Our culture wants both to multiply its media and to erase all traces of mediation: ideally, it wants to erase its media in the very act of multiplying them.

Remediation (p.5)
Famous V-day Kiss (Original by Alfred Eisenstaedt, 1945; Colorized by Sanna Dullaway)

According to Bolter and Grusin, immediacy is the desire for media without mediation. It demands that the method of mediation disappear and puts us in the presence of the original. This is nearly impossible, as the mediation is ever present. Yet, media strives to achieve this impossible goal of removing remediation in an attempt towards immediacy.

The analog photograph attempted to do this, but without color, it falls short of reaching any level of immediacy. The iconic black-and-white photograph above, originally taken in 1945, captured a moment of joy and relief as World War II ended. The attempt at immediacy made here is to put the viewer into this moment of celebration—the spontaneous kiss—and let the viewer live that moment by proxy.

The image received a digital face lift in 2013 by Swedish artist Sanna Dullaway, who colorized the photo, giving it new depth and meaning.

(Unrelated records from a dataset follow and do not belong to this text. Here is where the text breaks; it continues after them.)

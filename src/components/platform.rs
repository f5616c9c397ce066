//! Platform attachment and patrol movement.
//!
//! [`PlatformRider`] locks a player's position to a platform entity plus a
//! relative offset. The offset accumulates the rider's own velocity so the
//! player can walk across the platform; the ride system detaches the rider
//! once the offset overruns the platform extent (with one unit of slack on
//! the negative side).
//!
//! [`PlatformPatrol`] is the mover for platform entities themselves: a
//! ping-pong sweep along one axis between `origin` and `origin + range`.

use bevy_ecs::prelude::{Component, Entity};
use glam::Vec2;

use crate::components::rigidbody::Axis;

/// Attachment of a rider to a platform entity.
///
/// Present only while riding; established by the contact resolver and
/// removed on overrun or respawn.
#[derive(Component, Debug, Clone, Copy)]
pub struct PlatformRider {
    pub platform: Entity,
    /// Rider position relative to the platform's position.
    pub offset: Vec2,
}

impl PlatformRider {
    pub fn new(platform: Entity, offset: Vec2) -> Self {
        Self { platform, offset }
    }

    /// True once the offset leaves the platform footprint: past the extent
    /// in the positive direction, or below -1 on either axis.
    pub fn overran(&self, width: f32, height: f32) -> bool {
        self.offset.x > width
            || self.offset.x < -1.0
            || self.offset.y > height
            || self.offset.y < -1.0
    }
}

/// Ping-pong patrol along one axis for a platform entity.
#[derive(Component, Debug, Clone, Copy)]
pub struct PlatformPatrol {
    pub origin: Vec2,
    pub axis: Axis,
    /// Sweep length in cells, from `origin` along `axis`.
    pub range: f32,
    /// Cells per second.
    pub speed: f32,
    /// Current travel direction, 1.0 or -1.0.
    pub dir: f32,
}

impl PlatformPatrol {
    pub fn new(origin: Vec2, axis: Axis, range: f32, speed: f32) -> Self {
        Self {
            origin,
            axis,
            range,
            speed,
            dir: 1.0,
        }
    }
}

This act, I believe, is an attempt to reach a level of immediacy that the original photograph does not reach. Adding of color gives the viewer a more “realistic” perspective, since most of the human population witness their own lives in color (albeit varying perspectives of those colors).

Notice how the veins on the arms of the sailor stand out more; observe the wrinkles of their clothing. Color in this photo does more than just add a layer of realism, but it does so by providing depth. This depth draws us further into the photo and closer to immediacy, but because the current viewer’s eyes are more accustomed to high quality digital photographs, the coloration looks dated, and the viewer is left with the realization that this is a relic, and the desire immediacy disappears.